Tuesday, November 19, 2019

Mapping global wind power potential


Offshore wind to become a $1 trillion industry

From IEA

Offshore wind power will expand impressively over the next two decades, boosting efforts to decarbonise energy systems and reduce air pollution as it becomes a growing part of electricity supply.
Offshore Wind Outlook 2019 is the most comprehensive global study on the subject to date, combining the latest technology and market developments with a specially commissioned new geospatial analysis.

Offshore wind power will expand impressively over the next two decades, boosting efforts to decarbonise energy systems and reduce air pollution as it becomes a growing part of electricity supply, according to an International Energy Agency report published today.

Offshore Wind Outlook 2019 is the most comprehensive global study on the subject to date, combining the latest technology and market developments with a specially commissioned new geospatial analysis that maps out wind speed and quality along hundreds of thousands of kilometres of coastline around the world.
The report is an excerpt from the flagship World Energy Outlook 2019, which will be published in full on 13 November.

The IEA finds that global offshore wind capacity may increase 15-fold and attract around $1 trillion of cumulative investment by 2040.
This is driven by falling costs, supportive government policies and some remarkable technological progress, such as larger turbines and floating foundations.
That’s just the start – the IEA report finds that offshore wind technology has the potential to grow far more strongly with stepped-up support from policy makers.
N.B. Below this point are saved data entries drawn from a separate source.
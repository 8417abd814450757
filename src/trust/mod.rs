//! Attestation trust evaluation
//!
//! Certificate path validation with CRL checks, and metadata driven trust
//! anchor resolution.

pub mod chain;
pub mod metadata;
pub mod revocation;

pub use chain::{CertificateChainChecker, CertificateChainValidator, MAX_CHAIN_DEPTH};
pub use metadata::{
    AuthenticatorStatus, InMemoryMetadataRepository, MetadataBlobEntry, MetadataStatement,
    MetadataStatementRepository, MetadataTrustResolver, StatusReport,
};
#[cfg(feature = "http-crl")]
pub use revocation::HttpCrlFetcher;
pub use revocation::{CrlFetcher, RevocationChecker, RevocationPolicy};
 CGI of Eolfi wind farm with Naval Energies floating platforms
Photo: Naval Energies

Europe has pioneered offshore wind technology, and the region is positioned to be the powerhouse of its future development.
Today, offshore wind capacity in the European Union stands at almost 20 gigawatts.
Under current policy settings, that is set to rise to nearly 130 gigawatts by 2040.
However, if the European Union reaches its carbon-neutrality aims, offshore wind capacity would jump to around 180 gigawatts by 2040 and become the region’s largest single source of electricity.

An even more ambitious vision – in which policies drive a big increase in demand for clean hydrogen produced by offshore wind – could push European offshore wind capacity dramatically higher.

China is also set to play a major role in offshore wind’s long-term growth, driven by efforts to reduce air pollution.
The technology is particularly attractive in China because offshore wind farms can be built near the major population centres spread around the east and south of the country.
By around 2025, China is likely to have the largest offshore wind fleet of any country, overtaking the United Kingdom.
China’s offshore wind capacity is set to rise from 4 gigawatts today to 110 gigawatts by 2040.
Policies designed to meet global sustainable energy goals could push that even higher to above 170 gigawatts.

The United States has good offshore wind resources in the northeast of the country and near demand centres along the densely populated east coast, offering a way to help diversify the country’s power mix.
Floating foundations would expand the possibilities for harnessing wind resources off the west coast.

“In the past decade, two major areas of technological innovation have been game-changers in the energy system by substantially driving down costs: the shale revolution and the rise of solar PV,” said Dr Fatih Birol, the IEA’s Executive Director.
“And offshore wind has the potential to join their ranks in terms of steep cost reduction.”

 Offshore wind farm in Denmark (Horns Rev II) with the GeoGarage platform (DGA nautical chart)

Dr Birol launched this special report today in Copenhagen, Denmark – the birthplace of offshore wind – alongside the Danish Minister for Climate, Energy and Utilities, Dan Jørgensen.

The huge promise of offshore wind is underscored by the development of floating turbines that could be deployed further out at sea.
In theory, they could enable offshore wind to meet the entire electricity demand of several key electricity markets several times over, including Europe, the United States and Japan.

“Offshore wind currently provides just 0.3% of global power generation, but its potential is vast,” Dr Birol said.
“More and more of that potential is coming within reach, but much work remains to be done by governments and industry for it to become a mainstay of clean energy transitions.”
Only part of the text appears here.